With the end of a chaotic school year now in sight, district leaders are beginning to shift their focus to making plans for students’ re-entry in the fall. But the continuing uncertainty makes it difficult to plan just a few months ahead.
“Every day is a new crisis, a new piece of information and then new questions,” says Heather Hough, executive director of Policy Analysis for California Education (PACE), a research center led by faculty at Stanford University, the University of Southern California and the University of California campuses at Berkeley, Davis and Los Angeles.
On this episode of School’s In, Hough joins Stanford Graduate School of Education (GSE) Dean Dan Schwartz and Senior Lecturer Denise Pope to talk about how school policymakers have navigated their way through the COVID-19 crisis, and the decisions they now face as they consider when and how to reopen in the fall.
Hough says that school leaders are now grappling with three “buckets” of scenarios as they look to fall: students return full-time, not at all or in some kind of hybrid arrangement between the two. “But within that hybrid there are so many options,” she says, including myriad ways of limiting the number of students in class at one time—and each scenario involves intricate logistics around necessities such as staffing, technology, food service and sanitation.
Complicating the scenario-planning further is the uncertainty of how the pandemic will play out economically.

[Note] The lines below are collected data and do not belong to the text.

//! Appointment Repository
//!
//! Occupancy rows (bookings, blocks, placeholders). The committer inserts
//! and re-checks overlap inside one transaction, so those functions take a
//! `&mut SqliteConnection` instead of the pool.

use super::RepoResult;
use shared::models::{Appointment, AppointmentCreate};
use sqlx::{SqliteConnection, SqlitePool};

/// Occupying rows whose start falls in `[from_ms, to_ms)`.
///
/// Cancelled rows are excluded; all kinds are included. This feeds the
/// availability index, which treats blocks and placeholders as busy time.
pub async fn find_occupying_in_range(
    pool: &SqlitePool,
    from_ms: i64,
    to_ms: i64,
) -> RepoResult<Vec<Appointment>> {
    let rows = sqlx::query_as::<_, Appointment>(
        "SELECT id, kind, client_id, operator_id, service_id, start_time, duration_min, note, source, booking_session_id, is_cancelled_by_client, created_at, updated_at \
         FROM appointment \
         WHERE is_cancelled_by_client = 0 AND start_time >= ? AND start_time < ? \
         ORDER BY start_time, id",
    )
    .bind(from_ms)
    .bind(to_ms)
    .fetch_all(pool)
    .await?;
    Ok(rows)
}

/// Every row linked to a booking session, cancelled ones included.
///
/// Cancellation must stay idempotent: a second confirm has to find the
/// session and report zero newly cancelled rows, not a missing session.
pub async fn find_by_session(pool: &SqlitePool, session_id: &str) -> RepoResult<Vec<Appointment>> {
    let rows = sqlx::query_as::<_, Appointment>(
        "SELECT id, kind, client_id, operator_id, service_id, start_time, duration_min, note, source, booking_session_id, is_cancelled_by_client, created_at, updated_at \
         FROM appointment \
         WHERE booking_session_id = ? \
         ORDER BY start_time, id",
    )
    .bind(session_id)
    .fetch_all(pool)
    .await?;
    Ok(rows)
}

/// Insert one appointment row. Runs on a connection so the committer can
/// call it inside its transaction.
pub async fn insert(conn: &mut SqliteConnection, data: &AppointmentCreate) -> RepoResult<i64> {
    let now = shared::util::now_millis();
    let id = sqlx::query_scalar::<_, i64>(
        "INSERT INTO appointment (kind, client_id, operator_id, service_id, start_time, duration_min, note, source, booking_session_id, is_cancelled_by_client, created_at, updated_at) \
         VALUES (?, ?, ?, ?, ?, ?, ?, ?, ?, 0, ?, ?) RETURNING id",
    )
    .bind(data.kind)
    .bind(data.client_id)
    .bind(data.operator_id)
    .bind(data.service_id)
    .bind(data.start_time)
    .bind(data.duration_min)
    .bind(&data.note)
    .bind(data.source)
    .bind(&data.booking_session_id)
    .bind(now)
    .bind(now)
    .fetch_one(&mut *conn)
    .await?;
    Ok(id)
}

/// Occupying rows that overlap `[start_ms, end_ms)` for one operator.
///
/// Counts the operator's own rows plus business-wide blocks (BLOCK rows
/// with NULL operator_id). Run inside the commit transaction this is the
/// authoritative slot-taken check.
pub async fn count_overlapping(
    conn: &mut SqliteConnection,
    operator_id: i64,
    start_ms: i64,
    end_ms: i64,
) -> RepoResult<i64> {
    let count = sqlx::query_scalar::<_, i64>(
        "SELECT COUNT(*) FROM appointment \
         WHERE is_cancelled_by_client = 0 \
           AND start_time < ? \
           AND start_time + duration_min * 60000 > ? \
           AND (operator_id = ? OR (kind = 'BLOCK' AND operator_id IS NULL))",
    )
    .bind(end_ms)
    .bind(start_ms)
    .bind(operator_id)
    .fetch_one(&mut *conn)
    .await?;
    Ok(count)
}

/// Soft-cancel every future, not-yet-cancelled row of a session.
///
/// Returns how many rows were newly cancelled. Zero is a valid outcome
/// (repeat confirm, or the whole chain already started).
pub async fn cancel_future_by_session(
    pool: &SqlitePool,
    session_id: &str,
    now_ms: i64,
) -> RepoResult<u64> {
    let result = sqlx::query(
        "UPDATE appointment SET is_cancelled_by_client = 1, updated_at = ? \
         WHERE booking_session_id = ? AND is_cancelled_by_client = 0 AND start_time > ?",
    )
    .bind(shared::util::now_millis())
    .bind(session_id)
    .bind(now_ms)
    .execute(pool)
    .await?;
    Ok(result.rows_affected())
}

/// Joined row for morning client reminders
#[derive(Debug, Clone, sqlx::FromRow)]
pub struct NotifyRow {
    pub client_id: Option<i64>,
    pub client_name: String,
    pub client_phone: Option<String>,
    pub client_is_placeholder: bool,
    pub operator_id: i64,
    pub operator_name: String,
    pub start_time: i64,
    pub duration_min: i64,
    pub service_name: String,
}

/// Booked, non-cancelled rows in `[from_ms, to_ms)` with client, service
/// and operator names resolved. Used by the reminder scheduler for both
/// the morning client reminders and the evening operator agendas.
pub async fn find_notify_rows(
    pool: &SqlitePool,
    from_ms: i64,
    to_ms: i64,
) -> RepoResult<Vec<NotifyRow>> {
    let rows = sqlx::query_as::<_, NotifyRow>(
        "SELECT a.client_id, COALESCE(c.name, '') AS client_name, c.phone AS client_phone, \
                COALESCE(c.is_placeholder, 1) AS client_is_placeholder, \
                a.operator_id, o.name AS operator_name, \
                a.start_time, a.duration_min, s.name AS service_name \
         FROM appointment a \
         JOIN service s ON s.id = a.service_id \
         JOIN operator o ON o.id = a.operator_id \
         LEFT JOIN client c ON c.id = a.client_id \
         WHERE a.kind = 'BOOKED' AND a.is_cancelled_by_client = 0 \
           AND a.start_time >= ? AND a.start_time < ? \
         ORDER BY a.start_time, a.id",
    )
    .bind(from_ms)
    .bind(to_ms)
    .fetch_all(pool)
    .await?;
    Ok(rows)
}

/// Per-operator schedule row for the evening agenda messages.
///
/// Includes personal blocks and placeholders so the agenda shows pauses
/// and holds, not only client bookings. Global blocks have no operator
/// and are left out.
#[derive(Debug, Clone, sqlx::FromRow)]
pub struct AgendaRow {
    pub operator_id: i64,
    pub kind: shared::models::AppointmentKind,
    pub start_time: i64,
    pub duration_min: i64,
    pub note: Option<String>,
    pub service_name: Option<String>,
}

pub async fn find_agenda_rows(
    pool: &SqlitePool,
    from_ms: i64,
    to_ms: i64,
) -> RepoResult<Vec<AgendaRow>> {
    let rows = sqlx::query_as::<_, AgendaRow>(
        "SELECT a.operator_id, a.kind, a.start_time, a.duration_min, a.note, s.name AS service_name \
         FROM appointment a \
         LEFT JOIN service s ON s.id = a.service_id \
         WHERE a.is_cancelled_by_client = 0 AND a.operator_id IS NOT NULL \
           AND a.start_time >= ? AND a.start_time < ? \
         ORDER BY a.operator_id, a.start_time",
    )
    .bind(from_ms)
    .bind(to_ms)
    .fetch_all(pool)
    .await?;
    Ok(rows)
}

“Taxes were pushed back from April to July, which means that state policymakers don't actually know how much money they're going to have to allocate to public services,” says Hough. “We can look back at what's happened in the past to try to develop an educated guess as to what it might look like, but there are many reasons to believe that this impact will be worse than what we've experienced in the past.”
But for schools, “this isn't just a financial crisis,” she says. “This is also a learning crisis.” School closures have likely diminished student learning significantly and exacerbated the achievement gap: The level of instruction each student is getting varies enormously, along with family and household conditions. “Many are experiencing crisis, trauma and perhaps even abuse in the most dire cases,” she says.
When school restarts in the fall, local leaders need to have systems in place to meet students’ individual needs—academic, psychological and social-emotional—in a concrete way, Hough says. That means not “being constrained by some of the things that have constrained us in the past, like class sizes or instructional minutes.”